Migrate Cron Jobs to Nomad the Lazy Way
Laziness is usually considered a negative or insulting term, but when it comes to software engineering, this can be a valuable attribute. This post will walk through a problem I was facing in converting multiple cron jobs from a legacy platform to a new one, and how being lazy saved manual effort and made future maintenance easier.
The application I'm working on has a custom build and deploy pipeline based on xen and some home grown promotion tools. Our team is working on switching to a more modern workflow including building out a private cloud with Openstack, the Hashicorp stack for infrastructure as code (including Terraform, Nomad, Vault, and Consul), and Github Actions for CI/CD automation.
As part of this migration, 30+ cron jobs from the old xen based build had to be converted to run on Nomad. Nomad has a periodic stanza that is designed to run a given task on a particular schedule, so this is perfect for running cron jobs. However, the periodic
stanza which defines the cron
schedule can only be placed at the Nomad job
level. This means that each entry in the application's former crontab needs its own .nomad
job file. Each resulting .nomad
job file would end up looking very similar, the only differences being in the job, group, and task names, the cron schedule, and the command to run.
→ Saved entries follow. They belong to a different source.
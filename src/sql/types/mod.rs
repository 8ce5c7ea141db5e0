use std::{borrow::Cow, cmp::Ordering, fmt::Display, sync::LazyLock};

use chrono::NaiveDate;
use regex::Regex;
use serde::{Deserialize, Serialize};

use crate::sql::parser::ast::{Literal, Operator};

/// Supported column types
#[derive(Debug, Clone, PartialEq, Serialize, Deserialize)]
pub enum DataType {
    Int,
    Number,
    String,
    Date,
    /// Declared maximum length, not enforced
    Varchar(usize),
}

impl DataType {
    /// Resolves a declared type name; `VARCHAR` is handled by the parser since it needs a length
    pub fn from_name(name: &str) -> Option<DataType> {
        Some(match name.to_uppercase().as_ref() {
            "INT" => DataType::Int,
            "NUMBER" => DataType::Number,
            "STRING" => DataType::String,
            "DATE" => DataType::Date,
            _ => return None,
        })
    }

    /// Validates literal text against this type, producing the stored cell value
    ///
    /// Integers are 64-bit signed; digits outside that range do not validate.
    pub fn coerce(&self, text: &str) -> Option<Value> {
        match self {
            DataType::Int | DataType::Number => text.parse().ok().map(Value::Integer),
            DataType::String | DataType::Varchar(_) => Some(Value::Text(text.to_string())),
            DataType::Date => parse_date(text).map(Value::Date),
        }
    }
}

impl Display for DataType {
    fn fmt(&self, f: &mut std::fmt::Formatter<'_>) -> std::fmt::Result {
        match self {
            DataType::Int => write!(f, "INT"),
            DataType::Number => write!(f, "NUMBER"),
            DataType::String => write!(f, "STRING"),
            DataType::Date => write!(f, "DATE"),
            DataType::Varchar(n) => write!(f, "VARCHAR({})", n),
        }
    }
}

static DATE_SHAPE: LazyLock<Regex> =
    LazyLock::new(|| Regex::new(r"^\d{4}-\d{2}-\d{2}$").expect("date shape regex is valid"));

/// Strict `YYYY-MM-DD` parsing: exact digit shape and a real calendar day
pub fn parse_date(text: &str) -> Option<NaiveDate> {
    if !DATE_SHAPE.is_match(text) {
        return None;
    }
    NaiveDate::parse_from_str(text, "%Y-%m-%d").ok()
}

/// Stored cell value
#[derive(Debug, Clone, PartialEq, Serialize, Deserialize)]
pub enum Value {
    /// Column not supplied by an INSERT with an explicit column list
    Null,
    Integer(i64),
    Text(String),
    Date(NaiveDate),
}

impl Value {
    /// Builds the right-hand side of a condition from its literal
    ///
    /// Date literals that name a real day become dates, everything else stays text.
    pub fn from_literal(literal: &Literal) -> Self {
        match literal {
            Literal::Date(s) => parse_date(s).map_or_else(|| Value::Text(s.clone()), Value::Date),
            _ => Value::Text(literal.text().to_string()),
        }
    }

    /// Narrow coercion applied before every comparison
    ///
    /// Only text made entirely of ASCII digits becomes an integer. Signed or
    /// fractional text such as `-3` or `3.5` is left alone.
    pub fn normalize(&self) -> Cow<'_, Value> {
        match self {
            Value::Text(s) if !s.is_empty() && s.bytes().all(|b| b.is_ascii_digit()) => {
                match s.parse() {
                    Ok(i) => Cow::Owned(Value::Integer(i)),
                    Err(_) => Cow::Borrowed(self),
                }
            }
            _ => Cow::Borrowed(self),
        }
    }

    /// Compares two cells after narrow coercion
    ///
    /// Same-kind operands compare naturally; mixed kinds compare their text forms.
    /// Null is not comparable with anything.
    pub fn compare(&self, other: &Value) -> Option<Ordering> {
        match (&*self.normalize(), &*other.normalize()) {
            (Value::Null, _) | (_, Value::Null) => None,
            (Value::Integer(a), Value::Integer(b)) => Some(a.cmp(b)),
            (Value::Date(a), Value::Date(b)) => Some(a.cmp(b)),
            (Value::Text(a), Value::Text(b)) => Some(a.cmp(b)),
            (a, b) => Some(a.to_string().cmp(&b.to_string())),
        }
    }

    /// Evaluates `self <operator> other`
    pub fn satisfies(&self, operator: Operator, other: &Value) -> bool {
        let ord = self.compare(other);
        match operator {
            Operator::Equal => ord == Some(Ordering::Equal),
            Operator::NotEqual => ord != Some(Ordering::Equal),
            Operator::LessThan => ord == Some(Ordering::Less),
            Operator::GreaterThan => ord == Some(Ordering::Greater),
            Operator::LessThanOrEqual => matches!(ord, Some(Ordering::Less | Ordering::Equal)),
            Operator::GreaterThanOrEqual => {
                matches!(ord, Some(Ordering::Greater | Ordering::Equal))
            }
        }
    }
}

impl Display for Value {
    fn fmt(&self, f: &mut std::fmt::Formatter<'_>) -> std::fmt::Result {
        match self {
            Value::Null => write!(f, "NULL"),
            Value::Integer(v) => write!(f, "{}", v),
            Value::Text(v) => write!(f, "{}", v),
            Value::Date(v) => write!(f, "{}", v.format("%Y-%m-%d")),
        }
    }
}

/// A row is a vector of values, one per table column
pub type Row = Vec<Value>;

#[cfg(test)]
mod tests {
    use chrono::NaiveDate;

    use super::{parse_date, DataType, Value};
    use crate::sql::parser::ast::{Literal, Operator};

    fn text(s: &str) -> Value {
        Value::Text(s.to_string())
    }

    #[test]
    fn test_coerce_by_type() {
        assert_eq!(DataType::Int.coerce("42"), Some(Value::Integer(42)));
        assert_eq!(DataType::Number.coerce("-7"), Some(Value::Integer(-7)));
        assert_eq!(DataType::Int.coerce("x"), None);
        assert_eq!(DataType::Int.coerce("3.5"), None);
        assert_eq!(DataType::Int.coerce("9223372036854775807"), Some(Value::Integer(i64::MAX)));
        assert_eq!(DataType::Int.coerce("99999999999999999999"), None);
        assert_eq!(DataType::String.coerce("42"), Some(text("42")));
        assert_eq!(DataType::Varchar(2).coerce("longer"), Some(text("longer")));
        assert_eq!(
            DataType::Date.coerce("2024-02-29"),
            Some(Value::Date(NaiveDate::from_ymd_opt(2024, 2, 29).unwrap()))
        );
    }

    #[test]
    fn test_strict_dates() {
        assert!(parse_date("2024-01-01").is_some());
        assert!(parse_date("2023-02-29").is_none());
        assert!(parse_date("2024-13-01").is_none());
        assert!(parse_date("2024-1-01").is_none());
        assert!(parse_date("2024-01-01x").is_none());
    }

    #[test]
    fn test_narrow_coercion() {
        // "10" > "9" numerically once both sides are pure digits
        assert!(text("10").satisfies(Operator::GreaterThan, &text("9")));
        // "10.5" is not coerced, so "10.5" vs 9 falls back to text order
        assert!(!text("10.5").satisfies(Operator::GreaterThan, &text("9")));
        assert!(text("10.5").satisfies(Operator::LessThan, &text("9")));
        // signed text is not coerced either
        assert_eq!(*text("-3").normalize(), text("-3"));
        assert_eq!(*text("007").normalize(), Value::Integer(7));
        // digits past the i64 range stay text
        assert_eq!(*text("99999999999999999999").normalize(), text("99999999999999999999"));
        assert!(Value::Integer(10).satisfies(Operator::Equal, &text("10")));
    }

    #[test]
    fn test_compare_dates_and_null() {
        let d = Value::from_literal(&Literal::Date("2024-05-01".into()));
        assert!(matches!(d, Value::Date(_)));
        let earlier = Value::from_literal(&Literal::Date("2024-04-30".into()));
        assert!(d.satisfies(Operator::GreaterThanOrEqual, &earlier));
        assert!(d.satisfies(Operator::Equal, &text("2024-05-01")));

        assert!(!Value::Null.satisfies(Operator::Equal, &Value::Null));
        assert!(Value::Null.satisfies(Operator::NotEqual, &Value::Integer(1)));
        assert!(!Value::Null.satisfies(Operator::LessThan, &Value::Integer(1)));
    }

    #[test]
    fn test_condition_literal_quotes_stripped() {
        let v = Value::from_literal(&Literal::String("'9'".into()));
        assert_eq!(v, text("9"));
        assert!(Value::Integer(10).satisfies(Operator::GreaterThan, &v));
    }
}
//! SQL Lexer - Tokenizes script text into positioned tokens

use std::{fmt::Display, sync::LazyLock};

use regex::Regex;
use thiserror::Error;
use tracing::{debug, warn};

/// Lexical category of a token
#[derive(Debug, Clone, Copy, PartialEq, Eq)]
pub enum TokenKind {
    Keyword,
    Identifier,
    /// Single-quoted string literal, quotes included in the lexeme
    String,
    Number,
    /// Calendar date literal shaped `YYYY-MM-DD`
    Date,
    /// Comparison operator
    Operator,
    /// Punctuation: `( ) , ; *`
    Symbol,
}

impl TokenKind {
    pub fn to_str(&self) -> &'static str {
        match self {
            TokenKind::Keyword => "KEYWORD",
            TokenKind::Identifier => "IDENTIFIER",
            TokenKind::String => "STRING",
            TokenKind::Number => "NUMBER",
            TokenKind::Date => "DATE",
            TokenKind::Operator => "OPERATOR",
            TokenKind::Symbol => "SYMBOL",
        }
    }
}

impl Display for TokenKind {
    fn fmt(&self, f: &mut std::fmt::Formatter<'_>) -> std::fmt::Result {
        f.write_str(self.to_str())
    }
}

/// A single lexical token with its source position
///
/// `line` and `column` are both 1-based; columns count characters and restart on every line.
#[derive(Debug, Clone, PartialEq)]
pub struct Token {
    pub kind: TokenKind,
    pub lexeme: String,
    pub line: usize,
    pub column: usize,
}

impl Token {
    pub fn new(kind: TokenKind, lexeme: impl Into<String>, line: usize, column: usize) -> Self {
        Self {
            kind,
            lexeme: lexeme.into(),
            line,
            column,
        }
    }

    /// Returns the keyword this token stands for, if it is one
    pub fn keyword(&self) -> Option<Keyword> {
        match self.kind {
            TokenKind::Keyword => Keyword::from_str(&self.lexeme),
            _ => None,
        }
    }
}

impl Display for Token {
    fn fmt(&self, f: &mut std::fmt::Formatter<'_>) -> std::fmt::Result {
        write!(f, "{} '{}'", self.kind, self.lexeme)
    }
}

/// SQL reserved keywords
#[derive(Debug, Clone, Copy, PartialEq, Eq)]
pub enum Keyword {
    // DDL keywords
    Create,
    Table,
    // DML keywords
    Insert,
    Into,
    Values,
    Select,
    From,
    Where,
    Update,
    Set,
    Delete,
    // Constraint keywords
    Primary,
    Key,
    Not,
    Null,
    Unique,
}

impl Keyword {
    /// Attempts to parse a string as a keyword (case-insensitive)
    pub fn from_str(ident: &str) -> Option<Keyword> {
        Some(match ident.to_uppercase().as_ref() {
            "CREATE" => Keyword::Create,
            "TABLE" => Keyword::Table,
            "INSERT" => Keyword::Insert,
            "INTO" => Keyword::Into,
            "VALUES" => Keyword::Values,
            "SELECT" => Keyword::Select,
            "FROM" => Keyword::From,
            "WHERE" => Keyword::Where,
            "UPDATE" => Keyword::Update,
            "SET" => Keyword::Set,
            "DELETE" => Keyword::Delete,
            "PRIMARY" => Keyword::Primary,
            "KEY" => Keyword::Key,
            "NOT" => Keyword::Not,
            "NULL" => Keyword::Null,
            "UNIQUE" => Keyword::Unique,
            _ => return None,
        })
    }

    /// Returns the uppercase string representation of the keyword
    pub fn to_str(&self) -> &'static str {
        match self {
            Keyword::Create => "CREATE",
            Keyword::Table => "TABLE",
            Keyword::Insert => "INSERT",
            Keyword::Into => "INTO",
            Keyword::Values => "VALUES",
            Keyword::Select => "SELECT",
            Keyword::From => "FROM",
            Keyword::Where => "WHERE",
            Keyword::Update => "UPDATE",
            Keyword::Set => "SET",
            Keyword::Delete => "DELETE",
            Keyword::Primary => "PRIMARY",
            Keyword::Key => "KEY",
            Keyword::Not => "NOT",
            Keyword::Null => "NULL",
            Keyword::Unique => "UNIQUE",
        }
    }
}

impl Display for Keyword {
    fn fmt(&self, f: &mut std::fmt::Formatter<'_>) -> std::fmt::Result {
        f.write_str(self.to_str())
    }
}

/// Non-fatal notice for a character no token pattern accepts
#[derive(Debug, Clone, PartialEq, Eq, Error)]
#[error("lexical error at line {line}, column {column}: unrecognized character '{character}'")]
pub struct LexError {
    pub line: usize,
    pub column: usize,
    pub character: char,
}

/// Pattern classes, in the order they are tried at each position
#[derive(Debug, Clone, Copy, PartialEq)]
enum Pattern {
    Date,
    Keyword,
    Identifier,
    String,
    Number,
    Operator,
    Symbol,
    Whitespace,
}

// Every pattern is anchored: it must match exactly at the scan position.
static PATTERNS: LazyLock<Vec<(Pattern, Regex)>> = LazyLock::new(|| {
    [
        (Pattern::Date, r"^\d{4}-\d{2}-\d{2}"),
        (
            Pattern::Keyword,
            r"(?i)^(?:CREATE|TABLE|INSERT|INTO|VALUES|SELECT|FROM|WHERE|UPDATE|SET|DELETE|PRIMARY|KEY|NOT|NULL|UNIQUE)\b",
        ),
        (Pattern::Identifier, r"^[A-Za-z_][A-Za-z0-9_]*"),
        (Pattern::String, r"^'(?:[^'\\]|\\.)*'"),
        (Pattern::Number, r"^\d+(?:\.\d+)?"),
        (Pattern::Operator, r"^(?:!=|<=|>=|=|<|>)"),
        (Pattern::Symbol, r"^[(),;*]"),
        (Pattern::Whitespace, r"^\s+"),
    ]
    .into_iter()
    .map(|(pattern, re)| (pattern, Regex::new(re).expect("token patterns are valid regexes")))
    .collect()
});

/// SQL lexical analyzer over one physical line
///
/// Yields `Ok(token)` for every recognized token and `Err(LexError)` for every
/// character that no pattern accepts; scanning always resumes after the bad character.
pub struct Lexer<'a> {
    line: &'a str,
    line_number: usize,
    pos: usize,
}

impl<'a> Iterator for Lexer<'a> {
    type Item = std::result::Result<Token, LexError>;

    fn next(&mut self) -> Option<Self::Item> {
        while self.pos < self.line.len() {
            let column = self.column();
            let rest = &self.line[self.pos..];
            match Self::scan(rest) {
                Some((Pattern::Whitespace, len)) => self.pos += len,
                Some((pattern, len)) => {
                    self.pos += len;
                    let token = Self::classify(pattern, &rest[..len], self.line_number, column);
                    debug!("token {} at {}:{}", token, token.line, token.column);
                    return Some(Ok(token));
                }
                None => {
                    let character = rest.chars().next()?;
                    self.pos += character.len_utf8();
                    let err = LexError {
                        line: self.line_number,
                        column,
                        character,
                    };
                    warn!("{}", err);
                    return Some(Err(err));
                }
            }
        }
        None
    }
}

impl<'a> Lexer<'a> {
    /// Creates a lexer for one line of text with its 1-based line number
    pub fn new(line: &'a str, line_number: usize) -> Self {
        Self {
            line,
            line_number,
            pos: 0,
        }
    }

    /// Character-based, 1-based column of the scan position
    fn column(&self) -> usize {
        self.line[..self.pos].chars().count() + 1
    }

    /// Finds the first pattern, in priority order, matching at the start of `rest`
    fn scan(rest: &str) -> Option<(Pattern, usize)> {
        PATTERNS
            .iter()
            .find_map(|(pattern, re)| re.find(rest).map(|m| (*pattern, m.end())))
    }

    fn classify(pattern: Pattern, text: &str, line: usize, column: usize) -> Token {
        let kind = match pattern {
            Pattern::Date => TokenKind::Date,
            Pattern::Keyword => TokenKind::Keyword,
            // Keywords are case-insensitive, everything else keeps its casing
            Pattern::Identifier if Keyword::from_str(text).is_some() => TokenKind::Keyword,
            Pattern::Identifier => TokenKind::Identifier,
            Pattern::String => TokenKind::String,
            Pattern::Number => TokenKind::Number,
            Pattern::Operator => TokenKind::Operator,
            Pattern::Symbol | Pattern::Whitespace => TokenKind::Symbol,
        };
        let lexeme = match kind {
            TokenKind::Keyword => text.to_uppercase(),
            _ => text.to_string(),
        };
        Token::new(kind, lexeme, line, column)
    }
}

/// Tokens of a whole script plus the lexical notices raised along the way
#[derive(Debug, Default, PartialEq)]
pub struct Tokenized {
    pub tokens: Vec<Token>,
    pub errors: Vec<LexError>,
}

/// Tokenizes a script line by line, preserving line numbers
pub fn tokenize(script: &str) -> Tokenized {
    let mut out = Tokenized::default();
    for (i, line) in script.lines().enumerate() {
        for item in Lexer::new(line, i + 1) {
            match item {
                Ok(token) => out.tokens.push(token),
                Err(err) => out.errors.push(err),
            }
        }
    }
    out
}

#[cfg(test)]
mod tests {
    use super::{tokenize, Keyword, LexError, Lexer, Token, TokenKind};

    fn kinds_and_lexemes(tokens: &[Token]) -> Vec<(TokenKind, &str)> {
        tokens.iter().map(|t| (t.kind, t.lexeme.as_str())).collect()
    }

    #[test]
    fn test_lexer_select() {
        let tokens = Lexer::new("SELECT * FROM t;", 1)
            .collect::<Result<Vec<_>, _>>()
            .unwrap();

        assert_eq!(
            tokens,
            vec![
                Token::new(TokenKind::Keyword, "SELECT", 1, 1),
                Token::new(TokenKind::Symbol, "*", 1, 8),
                Token::new(TokenKind::Keyword, "FROM", 1, 10),
                Token::new(TokenKind::Identifier, "t", 1, 15),
                Token::new(TokenKind::Symbol, ";", 1, 16),
            ]
        );
    }

    #[test]
    fn test_lexer_create_table() {
        let out = tokenize(
            "create Table Users (
                Id INT primary key,
                name VARCHAR(20) not null unique
            );",
        );
        assert!(out.errors.is_empty());
        assert_eq!(
            kinds_and_lexemes(&out.tokens),
            vec![
                (TokenKind::Keyword, "CREATE"),
                (TokenKind::Keyword, "TABLE"),
                (TokenKind::Identifier, "Users"),
                (TokenKind::Symbol, "("),
                (TokenKind::Identifier, "Id"),
                (TokenKind::Identifier, "INT"),
                (TokenKind::Keyword, "PRIMARY"),
                (TokenKind::Keyword, "KEY"),
                (TokenKind::Symbol, ","),
                (TokenKind::Identifier, "name"),
                (TokenKind::Identifier, "VARCHAR"),
                (TokenKind::Symbol, "("),
                (TokenKind::Number, "20"),
                (TokenKind::Symbol, ")"),
                (TokenKind::Keyword, "NOT"),
                (TokenKind::Keyword, "NULL"),
                (TokenKind::Keyword, "UNIQUE"),
                (TokenKind::Symbol, ")"),
                (TokenKind::Symbol, ";"),
            ]
        );
        assert_eq!(out.tokens[4].line, 2);
        assert_eq!(out.tokens[4].column, 17);
        assert_eq!(out.tokens[0].keyword(), Some(Keyword::Create));
    }

    #[test]
    fn test_lexer_literals() {
        let out = tokenize("insert into t values (2024-01-31, 'it\\'s', 3.25, 42);");
        assert!(out.errors.is_empty());
        assert_eq!(
            kinds_and_lexemes(&out.tokens[4..12]),
            vec![
                (TokenKind::Symbol, "("),
                (TokenKind::Date, "2024-01-31"),
                (TokenKind::Symbol, ","),
                (TokenKind::String, "'it\\'s'"),
                (TokenKind::Symbol, ","),
                (TokenKind::Number, "3.25"),
                (TokenKind::Symbol, ","),
                (TokenKind::Number, "42"),
            ]
        );
    }

    #[test]
    fn test_lexer_operators() {
        let out = tokenize("a != 1 b <= 2 c >= 3 d = 4 e < 5 f > 6");
        let ops = out
            .tokens
            .iter()
            .filter(|t| t.kind == TokenKind::Operator)
            .map(|t| t.lexeme.as_str())
            .collect::<Vec<_>>();
        assert_eq!(ops, vec!["!=", "<=", ">=", "=", "<", ">"]);
    }

    #[test]
    fn test_lexer_keyword_prefix_is_identifier() {
        let out = tokenize("selected tables");
        assert_eq!(
            kinds_and_lexemes(&out.tokens),
            vec![
                (TokenKind::Identifier, "selected"),
                (TokenKind::Identifier, "tables"),
            ]
        );
    }

    #[test]
    fn test_lexer_recovers_from_bad_characters() {
        let out = tokenize("SELECT # FROM t;\nDELETE FROM @t;");
        assert_eq!(
            out.errors,
            vec![
                LexError {
                    line: 1,
                    column: 8,
                    character: '#',
                },
                LexError {
                    line: 2,
                    column: 13,
                    character: '@',
                },
            ]
        );
        assert_eq!(out.tokens.len(), 8);
        assert_eq!(out.tokens[5].lexeme, "FROM");
        assert_eq!(out.tokens[5].line, 2);
        assert_eq!(out.tokens[6], Token::new(TokenKind::Identifier, "t", 2, 14));
    }
}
Being a lazy developer, there was no way I wanted to manually write over 30 nomad files. Not only would the initial work be tedious, but what if they all required a change in the future? Even with global find/replace in files, that would still be too much manual effort. Instead, I decided to write a generator - a bash script to parse the existing crontab (well, a modified version of it which I'll discuss soon) and generate each nomad file from a template file.
Cron
To start, let's take a look at the existing crontab. This is for a Rails application so all the jobs are written using rake:
* * * * * nobody bundle exec rake app:frequent_tasks
5,10,15,25,30 * * * * nobody bundle exec rake app:export_widgets
0 * * * * nobody bundle exec rake app:cleanup_widgets
...
Nomad Example
Now let's look at what the first job would look like written as a Nomad file. This project uses the Github Container Registry to store its Docker images. The same image is used to run the app with Puma, database migrations, and cron jobs, therefore it intentionally doesn't have a CMD
or ENTRYPOINT
specified in its Dockerfile
, rather, each Nomad task specifies the command to run. This is accomplished by specifying bash
as the command to run, then passing an array of arguments with the actual command to run.
prohibit_overlap
prevents two instances of the same cron jobs from running at the same time, in the case that the first run takes longer and the second instance would have been scheduled to start.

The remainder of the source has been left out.